Jordi had made a name for himself in the late 1990s with an extremely well-received album, Desesperadamente Enamorado, and its followup Jordi. Inactive for the past three years, he got out of his Fonovisa contract and switched to Sony Discos. For Montaner, though, Todo Lo Que Tengo is his first album ever, and he's well aware of the pressure that entails.
"I know that I have a great responsibility to live up to. It was my father who sweated off his name and made it famous, not I," says the 24-year-old Montaner, who studied marketing and music business at the University of Miami. "My dad is my role model. I grew up accompanying him on tour, being with him at the recording studio. He gave so much to his career that he sacrificed his first marriage, so I know of the dangers ahead. But I can understand why he did it."
After promising his grandfather Lino he would finish college, Montaner threw himself into recording a demo and making music his life -- with Dad's advice and help. One of the eleven songs on Montaner Jr.'s new album, for example, is "Un Mar De Llanto," penned by his father.
"The relationship between my father, me, and my brother [21-year-old Hector, who will be releasing an album with Universal Music Latino] is perfect," says the Maracaibo-born singer, who sports a laid-back attitude and a surfer look. "We have this pact where we vowed to work as a team. I know some people will try to pitch us against one another, but nothing will come between us. At the end of the day, we will just go home and laugh it off."
Renowned producer Alejandro Jaen (Gilberto Santa Rosa, Jaci Velasquez, Marc Anthony, Isabel Pantoja) trusts that Alejandro Montaner will follow in the footsteps of his father, who is back on the charts with his latest album, Suma. Otherwise, says the industry veteran, he wouldn't have taken on the project.

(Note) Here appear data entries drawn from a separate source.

//! Shopping carts.

use serde::{Deserialize, Serialize};

use crate::{CartId, DomainError, Money, Product, UserId};

/// A user's cart, loaded together with the current snapshot of every
/// product it references.
///
/// A user has at most one cart. Clearing it removes the items but keeps the
/// cart itself for reuse.
#[derive(Debug, Clone, PartialEq, Eq, Serialize, Deserialize)]
pub struct Cart {
    pub id: CartId,
    pub user_id: UserId,
    pub items: Vec<CartItem>,
}

/// One product line in a cart. There is at most one line per product.
#[derive(Debug, Clone, PartialEq, Eq, Serialize, Deserialize)]
pub struct CartItem {
    pub product: Product,
    pub quantity: u32,
}

impl Cart {
    /// Creates an empty cart for a user.
    pub fn empty(id: CartId, user_id: UserId) -> Self {
        Self {
            id,
            user_id,
            items: Vec::new(),
        }
    }

    pub fn is_empty(&self) -> bool {
        self.items.is_empty()
    }

    /// Sum of all units across lines.
    pub fn unit_count(&self) -> u64 {
        self.items.iter().map(|item| u64::from(item.quantity)).sum()
    }

    /// Value of the cart at current catalog prices.
    pub fn subtotal(&self) -> Result<Money, DomainError> {
        let lines = self
            .items
            .iter()
            .map(CartItem::line_total)
            .collect::<Result<Vec<_>, _>>()?;
        Money::checked_sum(lines).ok_or(DomainError::TotalOverflow)
    }
}

impl CartItem {
    pub fn line_total(&self) -> Result<Money, DomainError> {
        self.product
            .price
            .checked_multiply(self.quantity)
            .ok_or(DomainError::AmountOverflow {
                unit_price: self.product.price,
                quantity: self.quantity,
            })
    }
}

/// Largest quantity a single cart line may hold.
pub const MAX_QUANTITY: u32 = i32::MAX as u32;

/// Rejects zero quantities and quantities above [`MAX_QUANTITY`].
pub fn validate_quantity(quantity: u32) -> Result<(), DomainError> {
    if quantity == 0 || quantity > MAX_QUANTITY {
        return Err(DomainError::InvalidQuantity { quantity });
    }
    Ok(())
}
//! Identifier types shared by every crate in the checkout platform.

pub mod types;

pub use types::{CartId, OrderId, ProductId, UserId};
//! Integrations called by fulfillment workers.

pub mod inventory;
pub mod notification;

pub use inventory::{
    InMemoryInventorySyncService, InventorySyncService, SimulatedInventorySyncService,
};
pub use notification::{
    InMemoryNotificationService, NotificationService, SimulatedNotificationService,
};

"His songs are a very important component of this album, since he wrote about half of them," says Jaen. "But once I met Alejandro, I was also enchanted by his presence and humanity. In spite of being so young, he's very mature."

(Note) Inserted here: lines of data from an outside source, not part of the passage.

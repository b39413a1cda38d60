//! Process lifecycle: startup wiring and ordered shutdown.
//!
//! The process moves through `Starting → Running → Draining → Stopped`.
//! Shutdown first stops HTTP intake, bounded by the configured grace
//! period, and only then closes the job queue and waits for every
//! fulfillment worker. No request can submit a job after the queue closes
//! because no request is still running by then.

use std::fmt;
use std::future::Future;
use std::net::SocketAddr;
use std::sync::Arc;
use std::time::Duration;

use catalog::{CacheError, CatalogCache, InMemoryCatalogCache, RedisCatalogCache};
use fulfillment::{SimulatedInventorySyncService, SimulatedNotificationService, WorkerPool};
use metrics_exporter_prometheus::PrometheusHandle;
use store::{InMemoryStore, PostgresStore, Store, StoreError};
use thiserror::Error;
use tokio::net::TcpListener;
use tokio::sync::{oneshot, watch};
use tokio::task::{JoinError, JoinHandle};

use crate::auth::TokenKeys;
use crate::config::Config;
use crate::{AppState, create_app};

const DATABASE_MAX_CONNECTIONS: u32 = 10;

/// Where the process is in its lifecycle.
#[derive(Debug, Clone, Copy, PartialEq, Eq)]
pub enum LifecycleState {
    Starting,
    Running,
    Draining,
    Stopped,
}

impl fmt::Display for LifecycleState {
    fn fmt(&self, f: &mut fmt::Formatter<'_>) -> fmt::Result {
        let name = match self {
            LifecycleState::Starting => "starting",
            LifecycleState::Running => "running",
            LifecycleState::Draining => "draining",
            LifecycleState::Stopped => "stopped",
        };
        f.write_str(name)
    }
}

/// Errors that end the process with a failure status.
#[derive(Debug, Error)]
pub enum LifecycleError {
    /// The listener could not be bound.
    #[error("Failed to bind {addr}: {source}")]
    Bind {
        addr: String,
        #[source]
        source: std::io::Error,
    },

    /// The HTTP server stopped with an error.
    #[error("Server error: {0}")]
    Server(#[from] std::io::Error),

    /// The HTTP server task panicked or was cancelled.
    #[error("Server task failed: {0}")]
    ServerTask(#[from] JoinError),

    /// Store connection or migration failure.
    #[error("Store error: {0}")]
    Store(#[from] StoreError),

    /// Cache connection failure.
    #[error("Cache error: {0}")]
    Cache(#[from] CacheError),

    /// In-flight requests did not finish within the grace period and were
    /// aborted. The job queue was still drained.
    #[error("HTTP intake did not drain within {grace:?}")]
    IntakeDrainTimeout { grace: Duration },
}

/// Outcome of a clean shutdown.
#[derive(Debug, Clone, Copy, PartialEq, Eq)]
pub struct ShutdownReport {
    /// Fulfillment jobs processed over the life of the process.
    pub jobs_processed: u64,
}

/// Owns startup and ordered shutdown of the whole process.
pub struct Lifecycle {
    config: Config,
    metrics_handle: PrometheusHandle,
    state_tx: watch::Sender<LifecycleState>,
    addr_tx: watch::Sender<Option<SocketAddr>>,
}

impl Lifecycle {
    pub fn new(config: Config, metrics_handle: PrometheusHandle) -> Self {
        let (state_tx, _) = watch::channel(LifecycleState::Starting);
        let (addr_tx, _) = watch::channel(None);
        Self {
            config,
            metrics_handle,
            state_tx,
            addr_tx,
        }
    }

    /// Subscribes to lifecycle state changes.
    pub fn subscribe(&self) -> watch::Receiver<LifecycleState> {
        self.state_tx.subscribe()
    }

    /// Subscribes to the listener address, published once bound.
    pub fn local_addr(&self) -> watch::Receiver<Option<SocketAddr>> {
        self.addr_tx.subscribe()
    }

    /// Runs the process until `shutdown` resolves, then shuts down in order.
    ///
    /// `shutdown` is awaited once. Signals arriving after it resolved do
    /// not interrupt draining.
    pub async fn run<F>(self, shutdown: F) -> Result<ShutdownReport, LifecycleError>
    where
        F: Future<Output = ()> + Send + 'static,
    {
        if self.config.jwt_secret.is_none() {
            tracing::warn!("JWT_SECRET is not set, using the development fallback secret");
        }

        let cache = self.connect_cache().await?;

        match self.config.database_url.clone() {
            Some(url) => {
                let store = PostgresStore::connect(&url, DATABASE_MAX_CONNECTIONS).await?;
                store.run_migrations().await.map_err(StoreError::from)?;
                tracing::info!("connected to PostgreSQL, migrations applied");
                self.serve(store, cache, shutdown).await
            }
            None => {
                tracing::warn!("DATABASE_URL is not set, using the in-memory store");
                self.serve(InMemoryStore::new(), cache, shutdown).await
            }
        }
    }

    async fn connect_cache(&self) -> Result<Arc<dyn CatalogCache>, LifecycleError> {
        match &self.config.redis_url {
            Some(url) => {
                let cache = RedisCatalogCache::connect(url).await?;
                tracing::info!("connected to Redis");
                Ok(Arc::new(cache))
            }
            None => {
                tracing::info!("REDIS_URL is not set, using the in-process catalog cache");
                Ok(Arc::new(InMemoryCatalogCache::new()))
            }
        }
    }

    async fn serve<S, F>(
        self,
        store: S,
        cache: Arc<dyn CatalogCache>,
        shutdown: F,
    ) -> Result<ShutdownReport, LifecycleError>
    where
        S: Store + Clone + 'static,
        F: Future<Output = ()> + Send + 'static,
    {
        let pool = WorkerPool::start(
            self.config.pool_config(),
            Arc::new(SimulatedNotificationService::new(
                self.config.notification_latency,
            )),
            Arc::new(SimulatedInventorySyncService::new(
                self.config.inventory_sync_latency,
            )),
        );
        tracing::info!(
            workers = pool.worker_count(),
            queue_capacity = self.config.queue_capacity,
            "fulfillment pool started"
        );

        let tokens = TokenKeys::new(self.config.jwt_secret().as_bytes());
        let state = Arc::new(AppState::new(store, cache, pool.submitter(), tokens));
        let app = create_app(state, self.metrics_handle.clone());

        let addr = self.config.addr();
        let listener = match TcpListener::bind(&addr).await {
            Ok(listener) => listener,
            Err(source) => {
                pool.stop().await;
                self.transition(LifecycleState::Stopped);
                return Err(LifecycleError::Bind { addr, source });
            }
        };
        let local_addr = listener.local_addr()?;
        self.addr_tx.send_replace(Some(local_addr));

        let (stop_tx, stop_rx) = oneshot::channel::<()>();
        let mut server = tokio::spawn(async move {
            axum::serve(listener, app)
                .with_graceful_shutdown(async {
                    let _ = stop_rx.await;
                })
                .await
        });

        self.transition(LifecycleState::Running);
        tracing::info!(addr = %local_addr, "accepting requests");

        let exited_early = tokio::select! {
            () = shutdown => None,
            joined = &mut server => Some(joined),
        };

        self.transition(LifecycleState::Draining);

        let intake = match exited_early {
            Some(joined) => {
                tracing::error!("server stopped before shutdown was requested");
                flatten(joined)
            }
            None => drain_intake(server, stop_tx, self.config.shutdown_grace).await,
        };

        // Intake is closed, so nothing can submit anymore.
        let summary = pool.stop().await;
        self.transition(LifecycleState::Stopped);

        intake?;
        tracing::info!(
            jobs_processed = summary.jobs_processed,
            "shutdown complete"
        );
        Ok(ShutdownReport {
            jobs_processed: summary.jobs_processed,
        })
    }

    fn transition(&self, state: LifecycleState) {
        tracing::info!(%state, "lifecycle state changed");
        self.state_tx.send_replace(state);
    }
}

/// Stops accepting connections and waits up to `grace` for in-flight
/// requests. Past the grace period the server task is aborted.
pub(crate) async fn drain_intake(
    mut server: JoinHandle<std::io::Result<()>>,
    stop_tx: oneshot::Sender<()>,
    grace: Duration,
) -> Result<(), LifecycleError> {
    let _ = stop_tx.send(());

    match tokio::time::timeout(grace, &mut server).await {
        Ok(joined) => flatten(joined),
        Err(_) => {
            server.abort();
            tracing::error!(
                fatal = true,
                grace_secs = grace.as_secs_f64(),
                "in-flight requests did not finish within the grace period, aborting them"
            );
            Err(LifecycleError::IntakeDrainTimeout { grace })
        }
    }
}

fn flatten(joined: Result<std::io::Result<()>, JoinError>) -> Result<(), LifecycleError> {
    joined??;
    Ok(())
}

The producer agrees the Montaner name probably opened doors for the young singer, "but in the end, if the artist doesn't have great qualities and an extraordinary charisma, nothing will happen. And I believe Alejandro has what it takes."
Veteran star publicist Angela Rodriguez cautions that "carrying a famous name can be a double-edged sword." Rodriguez, whose AR Entertainment clients include Luis Fonsi, Tito Nieves, Maria Conchita Alonso, and Alejandra Guzman, elaborates: "You have the fans of the parent who say, 'Oh, let me see what his kid sounds like' and go out and buy the album, but then you have those who say, 'He sounds nothing like his father,' or 'He can't sing, so I'm not going to buy it just because he is his father's son.'
"It can help you in the sense that, if your father or mother has sold millions of records, you can get to the labels, you can work out the deals, you can get the attention you need, all in the company's hopes that you will be as successful, or more, than your parent," says Rodriguez. "The negative side, though, is the pressure that exists on you as an artist to be as good as your father or mother. And of course ego is always a problem, no matter how swell the relationship between the two. I don't care what anybody says. We are all human, and there will always be an underlying tension."
Singer Jordi, however (whose new album's first single, "Tú No Sospechas," was co-written by Alejandro Jaen, with industry stalwart Rudy Perez handling most of the production), had a different experience when his father Dyango produced his first album in 1997.
"Whenever I would sing as a child, he would say, 'Try to do it better here' or 'This needs work.' My dad was my teacher," remembers the 24-year-old, Barcelona-born Jordi. "When I hit seventeen, eighteen, I started to record some stuff. My father heard me and said, 'I will produce this for you,' and the next thing you know, he was shopping around what would become my first album, Desesperadamente Enamorado."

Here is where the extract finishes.